И я понес все то, что нам вдалбливали в голову на уроках литературы.

Вдруг дядя Боря, тихий, милый дядя Боря, стал на меня кричать. Я в первый и последний раз в жизни видел его кричащим. Потом, когда я рассказал об этом отцу, он сказал:

— Ты на него не обижайся, ты же знаешь, как он тебя любит. Он не на тебя кричал…

 

Анатолий Борисович Мариенгоф писал для Анны Борисовны Никритиной маленькие пьески. Она их играла с Ниной Ольхиной и Игорем Горбачевым.

Игорь попал в эту компанию так. За несколько лет до того он с успехом сыграл Хлестакова на самодеятельной сцене Ленинградского университета, где учился на философском факультете и не только считался высокоодаренным актером, но казался интеллигентным человеком. Мариенгоф и Никритина, рано потерявшие сына Кирилла, приняли Игоря в своем доме с любовью. Потом он недолго был актером БДТ, а затем ушел в Александринку. Снимался в кино, был очень популярен, стал делать карьеру, которая привела к тому, что он возглавил Ленинградский академический театр им. Пушкина, получил все чины и звания, стал ставить и играть пьесы Софронова, выступать с речами, писать официальные статьи — словом, стал государственным артистом.

Понятие «государственный артист» требует пояснения. Можно быть народным артистом СССР, лауреатом Государственной премии СССР и лауреатом Ленинской премии, даже иметь Гертруду[2], однако не быть при этом государственным артистом. Примеры: Уланова, Рихтер, Смоктуновский. А вот К. Лавров, М. Ульянов, В. Тихонов — это государственные артисты. К ним же, безусловно, принадлежит и И. Горбачев.

Зародилось это еще в девятнадцатом веке. Каратыгин — государственный артист, а Павел Мочалов — нет. Интересно, что Горбачев служит в театре, где играл Каратыгин.

Однажды Мариенгоф упрекнул Горбачева за какой-то неблаговидный шаг, который его очень удивил и огорчил. На это Игорь сказал:

— Анатолий Борисович, вы меня принимаете за другого человека. Я ведь совсем иной, а не тот, которого вы себе нафантазировали.

Просто и обезоруживающе откровенно. Впрочем, еще какой-то период Игорь играл с Никритиной и Ольхиной в пьесках Мариенгофа.

Их отношения окончательно прервались после трагической смерти Б. М. Эйхенбаума.

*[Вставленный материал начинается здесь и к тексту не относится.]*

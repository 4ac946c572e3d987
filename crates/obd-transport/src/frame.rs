//! Prompt-Terminated Frame Buffering
//!
//! Serial drivers deliver arbitrary-sized chunks with no message boundary.
//! ELM327 adapters end every reply with the `>` prompt, so replies are
//! accumulated into a bounded [`FrameBuffer`] until the prompt shows up or the
//! read-attempt budget runs out, then served one frame at a time.

use crate::error::TransportError;
use std::time::Duration;
use tokio::io::{AsyncRead, AsyncReadExt};
use tracing::{debug, warn};

/// ELM327 prompt byte that ends every reply
pub const TERMINATOR: u8 = b'>';

/// Result of appending a chunk to the buffer
#[derive(Debug, Clone, Copy, PartialEq, Eq)]
pub enum FillStatus {
    /// A terminator is buffered; a complete frame can be taken
    Terminated,
    /// No terminator yet, room left
    Partial,
    /// Buffer reached capacity without a terminator; excess bytes dropped
    Full,
}

/// Bounded accumulation buffer for raw serial chunks
#[derive(Debug)]
pub struct FrameBuffer {
    /// Pre-allocated storage
    storage: Box<[u8]>,
    /// Number of valid bytes at the front of `storage`
    len: usize,
}

impl FrameBuffer {
    /// Create a buffer holding at most `capacity` bytes
    pub fn with_capacity(capacity: usize) -> Self {
        Self {
            storage: vec![0u8; capacity.max(1)].into_boxed_slice(),
            len: 0,
        }
    }

    /// Append a chunk, truncating whatever does not fit
    pub fn fill(&mut self, chunk: &[u8]) -> FillStatus {
        let room = self.remaining_capacity();
        let accepted = chunk.len().min(room);
        self.storage[self.len..self.len + accepted].copy_from_slice(&chunk[..accepted]);
        self.len += accepted;

        if accepted < chunk.len() {
            warn!(
                "Frame buffer full, dropped {} bytes",
                chunk.len() - accepted
            );
        }

        if self.has_terminator() {
            FillStatus::Terminated
        } else if self.remaining_capacity() == 0 {
            FillStatus::Full
        } else {
            FillStatus::Partial
        }
    }

    /// Remove and return the next frame.
    ///
    /// If a terminator is buffered the frame ends with it and any bytes after
    /// it stay buffered for the next frame; otherwise every buffered byte is
    /// returned as an unterminated frame.
    pub fn take_frame(&mut self) -> Frame {
        let end = match self.terminator_position() {
            Some(pos) => pos + 1,
            None => self.len,
        };
        let bytes = self.storage[..end].to_vec();
        self.storage.copy_within(end..self.len, 0);
        self.len -= end;
        Frame::new(bytes)
    }

    /// Whether a terminator byte is buffered
    pub fn has_terminator(&self) -> bool {
        self.terminator_position().is_some()
    }

    fn terminator_position(&self) -> Option<usize> {
        self.storage[..self.len].iter().position(|&b| b == TERMINATOR)
    }

    /// Number of buffered bytes
    pub fn len(&self) -> usize {
        self.len
    }

    /// Check if nothing is buffered
    pub fn is_empty(&self) -> bool {
        self.len == 0
    }

    /// Maximum number of buffered bytes
    pub fn capacity(&self) -> usize {
        self.storage.len()
    }

    /// Bytes that can still be appended
    pub fn remaining_capacity(&self) -> usize {
        self.capacity() - self.len
    }
}

/// One owned reply, consumed front to back
#[derive(Debug, Clone, PartialEq, Eq)]
pub struct Frame {
    bytes: Vec<u8>,
    position: usize,
}

impl Frame {
    fn new(bytes: Vec<u8>) -> Self {
        Self { bytes, position: 0 }
    }

    /// All bytes of the frame
    pub fn as_bytes(&self) -> &[u8] {
        &self.bytes
    }

    /// Whether the frame ends with the prompt
    pub fn is_terminated(&self) -> bool {
        self.bytes.last() == Some(&TERMINATOR)
    }

    /// Check if the frame carries no bytes at all
    pub fn is_empty(&self) -> bool {
        self.bytes.is_empty()
    }

    /// Bytes not yet consumed
    pub fn remaining(&self) -> usize {
        self.bytes.len() - self.position
    }

    /// Copy unread bytes into `buf`, returning how many were copied
    pub fn read_into(&mut self, buf: &mut [u8]) -> usize {
        let n = buf.len().min(self.remaining());
        buf[..n].copy_from_slice(&self.bytes[self.position..self.position + n]);
        self.position += n;
        n
    }
}

/// Reader that turns a chunked byte source into prompt-terminated frames.
///
/// `read` serves bytes of the current frame and returns `Ok(0)` once it is
/// exhausted; the call after that starts filling a new frame.
pub struct FramedReader<R> {
    inner: R,
    buffer: FrameBuffer,
    current: Option<Frame>,
    read_attempts: usize,
    read_timeout: Duration,
}

impl<R: AsyncRead + Unpin + Send> FramedReader<R> {
    /// Wrap a byte source
    pub fn new(inner: R, capacity: usize, read_attempts: usize, read_timeout: Duration) -> Self {
        Self {
            inner,
            buffer: FrameBuffer::with_capacity(capacity),
            current: None,
            read_attempts: read_attempts.max(1),
            read_timeout,
        }
    }

    /// Read bytes of the current frame; `Ok(0)` marks end-of-frame
    pub async fn read(&mut self, buf: &mut [u8]) -> Result<usize, TransportError> {
        if buf.is_empty() {
            return Ok(0);
        }

        if self.current.is_none() {
            let frame = self.fill().await?;
            if frame.is_empty() {
                return Ok(0);
            }
            self.current = Some(frame);
        }

        let n = self
            .current
            .as_mut()
            .map_or(0, |frame| frame.read_into(buf));
        if n == 0 {
            self.current = None;
        }
        Ok(n)
    }

    /// Read a single byte; `None` marks end-of-frame
    pub async fn read_byte(&mut self) -> Result<Option<u8>, TransportError> {
        let mut byte = [0u8; 1];
        match self.read(&mut byte).await? {
            0 => Ok(None),
            _ => Ok(Some(byte[0])),
        }
    }

    /// Underlying source, e.g. for writing commands
    pub fn get_mut(&mut self) -> &mut R {
        &mut self.inner
    }

    async fn fill(&mut self) -> Result<Frame, TransportError> {
        let mut chunk = vec![0u8; self.buffer.capacity()];

        for attempt in 0..self.read_attempts {
            if self.buffer.has_terminator() {
                break;
            }
            let room = self.buffer.remaining_capacity();
            if room == 0 {
                warn!("Frame buffer exhausted without terminator");
                break;
            }

            match tokio::time::timeout(self.read_timeout, self.inner.read(&mut chunk[..room])).await {
                Err(_) => continue,
                Ok(Ok(0)) => {
                    return Err(TransportError::Io(std::io::Error::new(
                        std::io::ErrorKind::UnexpectedEof,
                        "serial device closed the stream",
                    )))
                }
                Ok(Ok(n)) => {
                    self.buffer.fill(&chunk[..n]);
                }
                Ok(Err(e)) => return Err(e.into()),
            }

            if attempt + 1 == self.read_attempts && !self.buffer.has_terminator() {
                debug!(
                    "Read attempts exhausted with {} unterminated bytes",
                    self.buffer.len()
                );
            }
        }

        Ok(self.buffer.take_frame())
    }
}

#[cfg(test)]
mod tests {
    use super::*;
    use proptest::prelude::*;
    use std::collections::VecDeque;
    use std::io;
    use std::pin::Pin;
    use std::task::{Context, Poll};
    use tokio::io::ReadBuf;

    /// Byte source that hands out pre-split chunks, then pends forever
    struct ChunkedSource {
        chunks: VecDeque<Vec<u8>>,
    }

    impl ChunkedSource {
        fn new(chunks: &[&[u8]]) -> Self {
            Self {
                chunks: chunks.iter().map(|c| c.to_vec()).collect(),
            }
        }
    }

    impl AsyncRead for ChunkedSource {
        fn poll_read(
            mut self: Pin<&mut Self>,
            _cx: &mut Context<'_>,
            buf: &mut ReadBuf<'_>,
        ) -> Poll<io::Result<()>> {
            match self.chunks.pop_front() {
                Some(mut chunk) => {
                    let n = chunk.len().min(buf.remaining());
                    buf.put_slice(&chunk[..n]);
                    if n < chunk.len() {
                        let rest = chunk.split_off(n);
                        self.chunks.push_front(rest);
                    }
                    Poll::Ready(Ok(()))
                }
                None => Poll::Pending,
            }
        }
    }

    async fn drain_frame<R: AsyncRead + Unpin + Send>(reader: &mut FramedReader<R>) -> Vec<u8> {
        let mut out = Vec::new();
        while let Some(b) = reader.read_byte().await.unwrap() {
            out.push(b);
        }
        out
    }

    #[test]
    fn test_fill_reports_terminator() {
        let mut buffer = FrameBuffer::with_capacity(16);
        assert_eq!(buffer.fill(b"41 0C"), FillStatus::Partial);
        assert_eq!(buffer.fill(b" 1A\r>"), FillStatus::Terminated);
        let frame = buffer.take_frame();
        assert_eq!(frame.as_bytes(), b"41 0C 1A\r>");
        assert!(frame.is_terminated());
        assert!(buffer.is_empty());
    }

    #[test]
    fn test_take_frame_keeps_trailing_bytes() {
        let mut buffer = FrameBuffer::with_capacity(16);
        buffer.fill(b"OK\r>41");
        assert_eq!(buffer.take_frame().as_bytes(), b"OK\r>");
        assert_eq!(buffer.len(), 2);
        let rest = buffer.take_frame();
        assert_eq!(rest.as_bytes(), b"41");
        assert!(!rest.is_terminated());
    }

    #[test]
    fn test_overflow_truncates() {
        let mut buffer = FrameBuffer::with_capacity(4);
        assert_eq!(buffer.fill(b"ABCDEF"), FillStatus::Full);
        assert_eq!(buffer.len(), 4);
        assert_eq!(buffer.take_frame().as_bytes(), b"ABCD");
    }

    #[tokio::test(start_paused = true)]
    async fn test_single_byte_reads_across_chunks() {
        let source = ChunkedSource::new(&[b"41 00", b" BE\r3E", b" 00\r>", b"OK\r>"]);
        let mut reader = FramedReader::new(source, 64, 10, Duration::from_millis(15));

        assert_eq!(drain_frame(&mut reader).await, b"41 00 BE\r3E 00\r>".to_vec());
        // next call starts a fresh frame
        assert_eq!(drain_frame(&mut reader).await, b"OK\r>".to_vec());
    }

    #[tokio::test(start_paused = true)]
    async fn test_end_of_frame_signalled_once_per_frame() {
        let source = ChunkedSource::new(&[b"A>", b"B>"]);
        let mut reader = FramedReader::new(source, 8, 3, Duration::from_millis(15));

        assert_eq!(reader.read_byte().await.unwrap(), Some(b'A'));
        assert_eq!(reader.read_byte().await.unwrap(), Some(b'>'));
        assert_eq!(reader.read_byte().await.unwrap(), None);
        assert_eq!(reader.read_byte().await.unwrap(), Some(b'B'));
    }

    #[tokio::test(start_paused = true)]
    async fn test_attempt_budget_yields_partial_frame() {
        let source = ChunkedSource::new(&[b"SEARCHING"]);
        let mut reader = FramedReader::new(source, 32, 4, Duration::from_millis(15));

        assert_eq!(drain_frame(&mut reader).await, b"SEARCHING".to_vec());
        // nothing more arrives: empty frame after the attempt budget
        assert_eq!(reader.read_byte().await.unwrap(), None);
    }

    #[tokio::test(start_paused = true)]
    async fn test_bulk_read_stops_at_frame_end() {
        let source = ChunkedSource::new(&[b"41 0D 55\r>NO DATA\r>"]);
        let mut reader = FramedReader::new(source, 64, 2, Duration::from_millis(15));
        let mut buf = [0u8; 64];

        let n = reader.read(&mut buf).await.unwrap();
        assert_eq!(&buf[..n], b"41 0D 55\r>");
        assert_eq!(reader.read(&mut buf).await.unwrap(), 0);
        let n = reader.read(&mut buf).await.unwrap();
        assert_eq!(&buf[..n], b"NO DATA\r>");
    }

    proptest! {
        #[test]
        fn prop_chunking_does_not_change_frame(split_points in proptest::collection::vec(0usize..16, 0..6)) {
            let payload: &[u8] = b"41 00 BE\r3E 00\r>";
            let mut cuts: Vec<usize> = split_points.into_iter().map(|p| p % payload.len()).collect();
            cuts.sort_unstable();
            cuts.dedup();

            let mut chunks = Vec::new();
            let mut start = 0;
            for cut in cuts.into_iter().filter(|&c| c > 0) {
                chunks.push(payload[start..cut].to_vec());
                start = cut;
            }
            chunks.push(payload[start..].to_vec());

            let runtime = tokio::runtime::Builder::new_current_thread()
                .enable_time()
                .start_paused(true)
                .build()
                .unwrap();
            let received = runtime.block_on(async {
                let source = ChunkedSource { chunks: chunks.into_iter().collect() };
                let mut reader = FramedReader::new(source, 64, 16, Duration::from_millis(15));
                drain_frame(&mut reader).await
            });
            prop_assert_eq!(received, payload.to_vec());
        }
    }
}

У Мариенгофа был творческий вечер в клубе писателей. Из афиш следовало, что на нем будут исполнены его маленькие пьесы «Кукушка», «Мама» и «Две жены», а Горбачев должен был не только играть, но и произнести вступительное слово. Этому вечеру Мариенгоф придавал большое значение не столько из-за себя, сколько из-за Анны Борисовны, которую Товстоногов преждевременно перевел на пенсию.

И вдруг накануне Гося Горбачев звонит из Риги и сообщает, что снимается и быть не сможет. Этим он, конечно, ставил вечер под угрозу срыва. «Анна Борисовна, но ведь вместо меня есть кому играть…» Действительно, его иногда заменял молодой актер. Но публика, покупавшая билеты, шла в первую очередь, к сожалению, не на Мариенгофа, а на киноактера Горбачева, и тот не мог этого не знать.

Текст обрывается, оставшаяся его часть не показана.